Brookfield Zoo animal spotlight: Athena, great horned owl

We’ve got a new bi-monthly feature here called the “Brookfield Zoo animal spotlight.” Each time, we will feature one (or more) of Brookfield Zoo’s animals and give you some background information about the animal(s), its species, its family and its connection to the zoo!

Birth date: 2009 or before

How long she has been at Brookfield Zoo: She arrived in 2010

Q. Give us a bit of background on Athena.

A. Athena came to Brookfield Zoo from Zoo Montana, which rehabbed her after she was found on the side of the road. An oncoming vehicle hit her while she was attempting to eat roadkill. Zoo Montana did an excellent job with her rehabilitation. Unfortunately, though, her wings never completely healed, so she is unable to fly and can’t be released into the wild. She was sent here to live with us as an animal ambassador.

Q. What are some unique characteristics about great horned owls?

A. Great horned owls have excellent vision and good depth perception, especially at night. They can see an object with only 5 percent of the light that is required by people, which is how they hunt at night. The tips of their wings are frayed, which helps them fly quietly, allowing them to catch their prey by surprise. They swoop down upon their prey, throw back their head, and thrust their feet forward in one rapid motion to capture and kill the prey with their sharp talons. Several hours after eating, they regurgitate pellets, or castings, which are small, usually spherical balls of feathers and bones.
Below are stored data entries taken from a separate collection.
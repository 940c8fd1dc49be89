use std::{path::PathBuf, str::FromStr};

use anyhow::{anyhow, Result};
use candle_core::Device;
use clap::{Args, Parser, Subcommand};
use ner_export::FromPretrainedParameters;
use ner_export_pipelines::{
    AggregationStrategy, DEFAULT_CHECK_TEXT, DEFAULT_MAX_LENGTH, DEFAULT_MODEL_ID,
    DEFAULT_OUTPUT_DIR,
};

#[derive(Debug, Parser)]
#[command(name = "ner-export", version, about, long_about = None)]
pub(crate) struct Cli {
    #[command(subcommand)]
    command: Command,

    /// The device to run the model on (`cpu`, `metal` or `cuda:N`).
    #[arg(short, long, global = true, value_parser = parse_device, default_value = "cpu")]
    device: DeviceOption,

    /// The Hugging Face Hub token used to download gated or private models.
    #[arg(long, global = true, env = "HF_TOKEN", hide_env_values = true)]
    hf_token: Option<String>,

    /// Log debug messages.
    #[arg(short, long, global = true)]
    verbose: bool,
}

impl Cli {
    pub fn command(&self) -> &Command {
        &self.command
    }

    pub fn verbose(&self) -> bool {
        self.verbose
    }

    /// Get the [`candle_core::Device`] corresponding to the selected device option.
    ///
    /// # Errors
    ///
    /// Returns an error if the requested device is not available.
    pub fn device(&self) -> Result<Device> {
        match self.device {
            DeviceOption::Cuda(device_id) if cfg!(feature = "cuda") => {
                Ok(Device::new_cuda(device_id)?)
            }
            DeviceOption::Metal if cfg!(feature = "metal") => Ok(Device::new_metal(0)?),
            DeviceOption::Cpu => Ok(Device::Cpu),
            _ => Err(anyhow!("Requested device is not available")),
        }
    }

    /// Get the parameters used to resolve a model from the Hugging Face Hub.
    pub fn from_pretrained_parameters(&self, revision: &str) -> FromPretrainedParameters {
        FromPretrainedParameters {
            revision: revision.to_string(),
            auth_token: self.hf_token.clone(),
        }
    }
}

#[derive(Debug, Subcommand)]
pub(crate) enum Command {
    /// Export the tokenizer, the label map and the traced model into a directory.
    Export(ExportArgs),
    /// Run the model on a sentence and print its tokens and the predicted labels.
    Check(CheckArgs),
    /// Find the entities of sentences with an exported model.
    Predict(PredictArgs),
    /// Check an exported model still reproduces the logits recorded when it was traced.
    Verify(VerifyArgs),
}

#[derive(Debug, Args)]
pub(crate) struct ModelArgs {
    /// The Hugging Face Hub repository id of the model, or a local directory.
    #[arg(short, long, default_value = DEFAULT_MODEL_ID)]
    pub model: String,

    /// The revision of the model repository.
    #[arg(long, default_value = "main")]
    pub revision: String,

    /// The example sentence.
    #[arg(short, long, default_value = DEFAULT_CHECK_TEXT)]
    pub text: String,

    /// The maximum number of tokens of the encoded sentence.
    #[arg(long, default_value_t = DEFAULT_MAX_LENGTH)]
    pub max_length: usize,
}

#[derive(Debug, Args)]
pub(crate) struct ExportArgs {
    #[command(flatten)]
    pub model: ModelArgs,

    /// The directory the artifacts are written to.
    #[arg(short, long, default_value = DEFAULT_OUTPUT_DIR)]
    pub output_dir: PathBuf,
}

#[derive(Debug, Args)]
pub(crate) struct CheckArgs {
    #[command(flatten)]
    pub model: ModelArgs,
}

#[derive(Debug, Args)]
pub(crate) struct PredictArgs {
    /// The directory the model was exported to.
    #[arg(short, long, default_value = DEFAULT_OUTPUT_DIR)]
    pub exported_dir: PathBuf,

    /// How the token predictions are grouped into entities.
    #[arg(short, long, value_enum, default_value_t = AggregationOption::Simple)]
    pub aggregation: AggregationOption,

    /// The maximum number of tokens of an encoded sentence.
    #[arg(long, default_value_t = DEFAULT_MAX_LENGTH)]
    pub max_length: usize,

    /// The sentences to find entities in.
    #[arg(default_value = DEFAULT_CHECK_TEXT)]
    pub texts: Vec<String>,
}

#[derive(Debug, Args)]
pub(crate) struct VerifyArgs {
    /// The directory the model was exported to.
    #[arg(short, long, default_value = DEFAULT_OUTPUT_DIR)]
    pub exported_dir: PathBuf,

    /// The maximum absolute difference allowed with the reference logits.
    #[arg(long, default_value_t = 1e-4)]
    pub tolerance: f32,
}

#[derive(Debug, Clone, Copy, PartialEq, Eq, clap::ValueEnum)]
pub(crate) enum AggregationOption {
    None,
    Simple,
    First,
    Average,
    Max,
}

impl From<AggregationOption> for AggregationStrategy {
    fn from(option: AggregationOption) -> Self {
        match option {
            AggregationOption::None => AggregationStrategy::None,
            AggregationOption::Simple => AggregationStrategy::Simple,
            AggregationOption::First => AggregationStrategy::First,
            AggregationOption::Average => AggregationStrategy::Average,
            AggregationOption::Max => AggregationStrategy::Max,
        }
    }
}

#[derive(Debug, Clone, PartialEq, Eq)]
pub(crate) enum DeviceOption {
    Cpu,
    Metal,
    Cuda(usize),
}

impl FromStr for DeviceOption {
    type Err = anyhow::Error;

    fn from_str(s: &str) -> Result<Self, Self::Err> {
        match s {
            "cpu" => Ok(DeviceOption::Cpu),
            "metal" => Ok(DeviceOption::Metal),
            s => match s.strip_prefix("cuda:") {
                Some(id) => Ok(DeviceOption::Cuda(id.parse::<usize>()?)),
                None => Err(anyhow!("Invalid device option: {}", s)),
            },
        }
    }
}

fn parse_device(s: &str) -> Result<DeviceOption, anyhow::Error> {
    DeviceOption::from_str(s)
}

#[cfg(test)]
mod tests {
    use super::{AggregationOption, Cli, Command, DeviceOption};
    use clap::Parser;
    use std::path::PathBuf;

    #[test]
    fn test_export_defaults() {
        let cli = Cli::try_parse_from(["ner-export", "export"]).unwrap();
        assert_eq!(cli.device, DeviceOption::Cpu);
        match cli.command() {
            Command::Export(args) => {
                assert_eq!(args.model.model, "dslim/bert-base-NER");
                assert_eq!(args.model.revision, "main");
                assert_eq!(args.model.max_length, 128);
                assert_eq!(args.model.text, "John works at Microsoft in Seattle");
                assert_eq!(args.output_dir, PathBuf::from("exported_model"));
            }
            command => panic!("unexpected command {command:?}"),
        }
    }

    #[test]
    fn test_check_with_local_model() {
        let cli = Cli::try_parse_from([
            "ner-export",
            "check",
            "--model",
            "./my-model",
            "--text",
            "Ada lives in London",
            "-v",
        ])
        .unwrap();
        assert!(cli.verbose());
        match cli.command() {
            Command::Check(args) => {
                assert_eq!(args.model.model, "./my-model");
                assert_eq!(args.model.text, "Ada lives in London");
            }
            command => panic!("unexpected command {command:?}"),
        }
    }

    #[test]
    fn test_predict_texts_and_aggregation() {
        let cli = Cli::try_parse_from([
            "ner-export",
            "predict",
            "--aggregation",
            "max",
            "--exported-dir",
            "out",
            "John lives in Berlin",
            "Ada works at Google",
        ])
        .unwrap();
        match cli.command() {
            Command::Predict(args) => {
                assert_eq!(args.aggregation, AggregationOption::Max);
                assert_eq!(args.exported_dir, PathBuf::from("out"));
                assert_eq!(args.max_length, 128);
                assert_eq!(args.texts.len(), 2);
            }
            command => panic!("unexpected command {command:?}"),
        }
    }

    #[test]
    fn test_predict_default_text() {
        let cli = Cli::try_parse_from(["ner-export", "predict"]).unwrap();
        match cli.command() {
            Command::Predict(args) => {
                assert_eq!(args.aggregation, AggregationOption::Simple);
                assert_eq!(args.texts, vec!["John works at Microsoft in Seattle"]);
            }
            command => panic!("unexpected command {command:?}"),
        }
    }

    #[test]
    fn test_verify_tolerance() {
        let cli = Cli::try_parse_from(["ner-export", "verify", "--tolerance", "0.01"]).unwrap();
        match cli.command() {
            Command::Verify(args) => assert_eq!(args.tolerance, 0.01),
            command => panic!("unexpected command {command:?}"),
        }
    }

    #[test]
    fn test_device_options() {
        let cli = Cli::try_parse_from(["ner-export", "--device", "cuda:1", "export"]).unwrap();
        assert_eq!(cli.device, DeviceOption::Cuda(1));

        let cli = Cli::try_parse_from(["ner-export", "verify", "-d", "metal"]).unwrap();
        assert_eq!(cli.device, DeviceOption::Metal);

        assert!(Cli::try_parse_from(["ner-export", "--device", "tpu", "export"]).is_err());
        assert!(Cli::try_parse_from(["ner-export", "--device", "cuda:x", "export"]).is_err());
    }

    #[test]
    fn test_cpu_device_is_always_available() {
        let cli = Cli::try_parse_from(["ner-export", "export"]).unwrap();
        assert!(cli.device().unwrap().is_cpu());
    }
}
Q. Can zoo guests see Athena?

A. She makes special appearances as an Animal Ambassador quite frequently. Animal Ambassadors can be seen at different times throughout the zoo and at other community events or special occasions. Each animal’s appearance is a surprise to guests, so while we can’t tell you exactly when you will see Athena, there is a good chance you might.

Q. Where can people learn more about these birds?

A. You can learn lots about this owl by visiting CZS.org. Equally as important, you can find out ways to protect owls and other birds of prey by using environmentally friendly rodenticide. This information is also listed on our website. If you visit Brookfield Zoo, you can stop by Hamill Family Play Zoo and talk to our animal care staff. We always love answering questions about any of our animals.

Q. Is there anything else that you think folks should know about Athena?

A. Yes. Athena’s species name is a little bit misleading. Great horned owls have no horns, and the tufts of feathers aren’t ears, either. More than 200 living owl species have the same tufts of feathers. To us, these tufts make the owls look cool, but in the wild, they may make the owls appear foreboding to prey. Their ears are actually located on the sides of the head. One ear is slightly higher than the other enabling them to pinpoint any prey’s location. They can hear a mouse squeak or a beetle rustling through grass more than 100 yards away!